◆ **TASK DESCRIPTION**:
Find where "for business invariants." appears in the entries below. That line and all lines after it, through the last, are to be duplicated exactly, with nothing else.

********************

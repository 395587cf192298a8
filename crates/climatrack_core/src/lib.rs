//! Core engine for climatrack: geographic point search and climate
//! observation aggregation over a relational store.
//! This crate is the single source of truth for business invariants.

pub mod db;
pub mod geo;
pub mod logging;
pub mod model;
pub mod repo;
pub mod report;
pub mod service;

pub use geo::distance::{haversine_km, rank_by_distance, RankedPoint, EARTH_RADIUS_KM};
pub use logging::{default_log_level, init_logging, logging_status};
pub use model::center::{MonitoringCenter, NewCenter};
pub use model::geo_point::{GeographicPoint, NewPointOfInterest};
pub use model::observation::{
    Measurements, NewObservation, Observation, ObservationValidationError,
};
pub use model::operator::{NewOperator, Operator};
pub use repo::center_repo::{CenterRepository, SqliteCenterRepository};
pub use repo::observation_repo::{ObservationRepository, SqliteObservationRepository};
pub use repo::operator_repo::{OperatorRepository, SqliteOperatorRepository};
pub use repo::point_repo::{PointOfInterestDetails, PointRepository, SqlitePointRepository};
pub use repo::{RepoError, RepoResult};
pub use report::summary::{
    recent_remarks, summarize, GroupingKind, Remark, Summary, DEFAULT_REMARK_LIMIT,
};
pub use service::climate_service::{ClimateService, COORDINATE_SEARCH_TOLERANCE_DEG};

/// Returns the core crate version.
pub fn core_version() -> &'static str {
    env!("CARGO_PKG_VERSION")
}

********************

◆ **SOLUTION FOR THIS TASK**:
//! This crate is the single source of truth for business invariants.

pub mod db;
pub mod geo;
pub mod logging;
pub mod model;
pub mod repo;
pub mod report;
pub mod service;

pub use geo::distance::{haversine_km, rank_by_distance, RankedPoint, EARTH_RADIUS_KM};
pub use logging::{default_log_level, init_logging, logging_status};
pub use model::center::{MonitoringCenter, NewCenter};
pub use model::geo_point::{GeographicPoint, NewPointOfInterest};
pub use model::observation::{
    Measurements, NewObservation, Observation, ObservationValidationError,
};
pub use model::operator::{NewOperator, Operator};
pub use repo::center_repo::{CenterRepository, SqliteCenterRepository};
pub use repo::observation_repo::{ObservationRepository, SqliteObservationRepository};
pub use repo::operator_repo::{OperatorRepository, SqliteOperatorRepository};
pub use repo::point_repo::{PointOfInterestDetails, PointRepository, SqlitePointRepository};
pub use repo::{RepoError, RepoResult};
pub use report::summary::{
    recent_remarks, summarize, GroupingKind, Remark, Summary, DEFAULT_REMARK_LIMIT,
};
pub use service::climate_service::{ClimateService, COORDINATE_SEARCH_TOLERANCE_DEG};

/// Returns the core crate version.
pub fn core_version() -> &'static str {
    env!("CARGO_PKG_VERSION")
}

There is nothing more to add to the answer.